- [Task prompt]:
Repeat the entries shown below with every word and mark intact.
-- Records for this exercise follows --
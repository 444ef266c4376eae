//! Plotting data for a parameter's permitted domain
//!
//! Nothing here draws. [`Envelope`] turns a [`Parameter`] into plain
//! coordinates that a plotting front end can fill and stroke: one rectangle
//! per layer spanning its value range and extent range, and an example
//! step profile through the middle of every rectangle.

use serde::Serialize;

use crate::parameters::bounds::Bounds;
use crate::parameters::parameter::Parameter;

/// Permitted domain of one layer
#[derive(Debug, Clone, Copy, PartialEq, Serialize)]
pub struct LayerRectangle {
    /// Zero-based layer index
    pub layer: usize,

    /// Thickness or depth range, plotted on the vertical axis
    pub extent: Bounds,

    /// Property range, plotted on the horizontal axis
    pub value: Bounds,
}

impl LayerRectangle {
    /// Corners as `(xs, ys)`, in the order top-left, bottom-left,
    /// bottom-right, top-right.
    pub fn corners(&self) -> ([f64; 4], [f64; 4]) {
        let (left, right) = (self.value.min, self.value.max);
        let (upper, lower) = (self.extent.min, self.extent.max);
        ([left, left, right, right], [upper, lower, lower, upper])
    }
}

/// Rectangles and example profile for one parameter
#[derive(Debug, Clone, PartialEq, Serialize)]
pub struct Envelope {
    rectangles: Vec<LayerRectangle>,
    max_extent: f64,
}

impl Envelope {
    pub fn from_parameter(param: &Parameter) -> Self {
        let rectangles = param
            .layers()
            .enumerate()
            .map(|(layer, l)| LayerRectangle {
                layer,
                extent: l.extent,
                value: l.value,
            })
            .collect();

        Self {
            rectangles,
            max_extent: param.max_extent(),
        }
    }

    pub fn rectangles(&self) -> &[LayerRectangle] {
        &self.rectangles
    }

    /// Deepest extent over all layers; the natural bottom of the plot
    pub fn max_extent(&self) -> f64 {
        self.max_extent
    }

    /// Example profile as `(value, depth)` points.
    ///
    /// Each layer's mid value is held from the previous boundary down to the
    /// midpoint of its own extent range. The profile starts at depth 0 and
    /// the last layer runs down to [`Envelope::max_extent`].
    pub fn example_profile(&self) -> Vec<(f64, f64)> {
        let mut points = Vec::with_capacity(2 * self.rectangles.len());
        let mut top = 0.0;
        let last = self.rectangles.len().saturating_sub(1);

        for (index, rect) in self.rectangles.iter().enumerate() {
            let value = rect.value.midpoint();
            let bottom = if index == last {
                self.max_extent
            } else {
                rect.extent.midpoint()
            };
            points.push((value, top));
            points.push((value, bottom));
            top = bottom;
        }

        points
    }
}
-- Records for this exercise concluded --
- [Your solution]:
repository 444ef266c4376eae
//! Plotting data for a parameter's permitted domain
//!
//! Nothing here draws. [`Envelope`] turns a [`Parameter`] into plain
//! coordinates that a plotting front end can fill and stroke: one rectangle
//! per layer spanning its value range and extent range, and an example
//! step profile through the middle of every rectangle.

use serde::Serialize;

use crate::parameters::bounds::Bounds;
use crate::parameters::parameter::Parameter;

/// Permitted domain of one layer
#[derive(Debug, Clone, Copy, PartialEq, Serialize)]
pub struct LayerRectangle {
    /// Zero-based layer index
    pub layer: usize,

    /// Thickness or depth range, plotted on the vertical axis
    pub extent: Bounds,

    /// Property range, plotted on the horizontal axis
    pub value: Bounds,
}

impl LayerRectangle {
    /// Corners as `(xs, ys)`, in the order top-left, bottom-left,
    /// bottom-right, top-right.
    pub fn corners(&self) -> ([f64; 4], [f64; 4]) {
        let (left, right) = (self.value.min, self.value.max);
        let (upper, lower) = (self.extent.min, self.extent.max);
        ([left, left, right, right], [upper, lower, lower, upper])
    }
}

/// Rectangles and example profile for one parameter
#[derive(Debug, Clone, PartialEq, Serialize)]
pub struct Envelope {
    rectangles: Vec<LayerRectangle>,
    max_extent: f64,
}

impl Envelope {
    pub fn from_parameter(param: &Parameter) -> Self {
        let rectangles = param
            .layers()
            .enumerate()
            .map(|(layer, l)| LayerRectangle {
                layer,
                extent: l.extent,
                value: l.value,
            })
            .collect();

        Self {
            rectangles,
            max_extent: param.max_extent(),
        }
    }

    pub fn rectangles(&self) -> &[LayerRectangle] {
        &self.rectangles
    }

    /// Deepest extent over all layers; the natural bottom of the plot
    pub fn max_extent(&self) -> f64 {
        self.max_extent
    }

    /// Example profile as `(value, depth)` points.
    ///
    /// Each layer's mid value is held from the previous boundary down to the
    /// midpoint of its own extent range. The profile starts at depth 0 and
    /// the last layer runs down to [`Envelope::max_extent`].
    pub fn example_profile(&self) -> Vec<(f64, f64)> {
        let mut points = Vec::with_capacity(2 * self.rectangles.len());
        let mut top = 0.0;
        let last = self.rectangles.len().saturating_sub(1);

        for (index, rect) in self.rectangles.iter().enumerate() {
            let value = rect.value.midpoint();
            let bottom = if index == last {
                self.max_extent
            } else {
                rect.extent.midpoint()
            };
            points.push((value, top));
            points.push((value, bottom));
            top = bottom;
        }

        points
    }
}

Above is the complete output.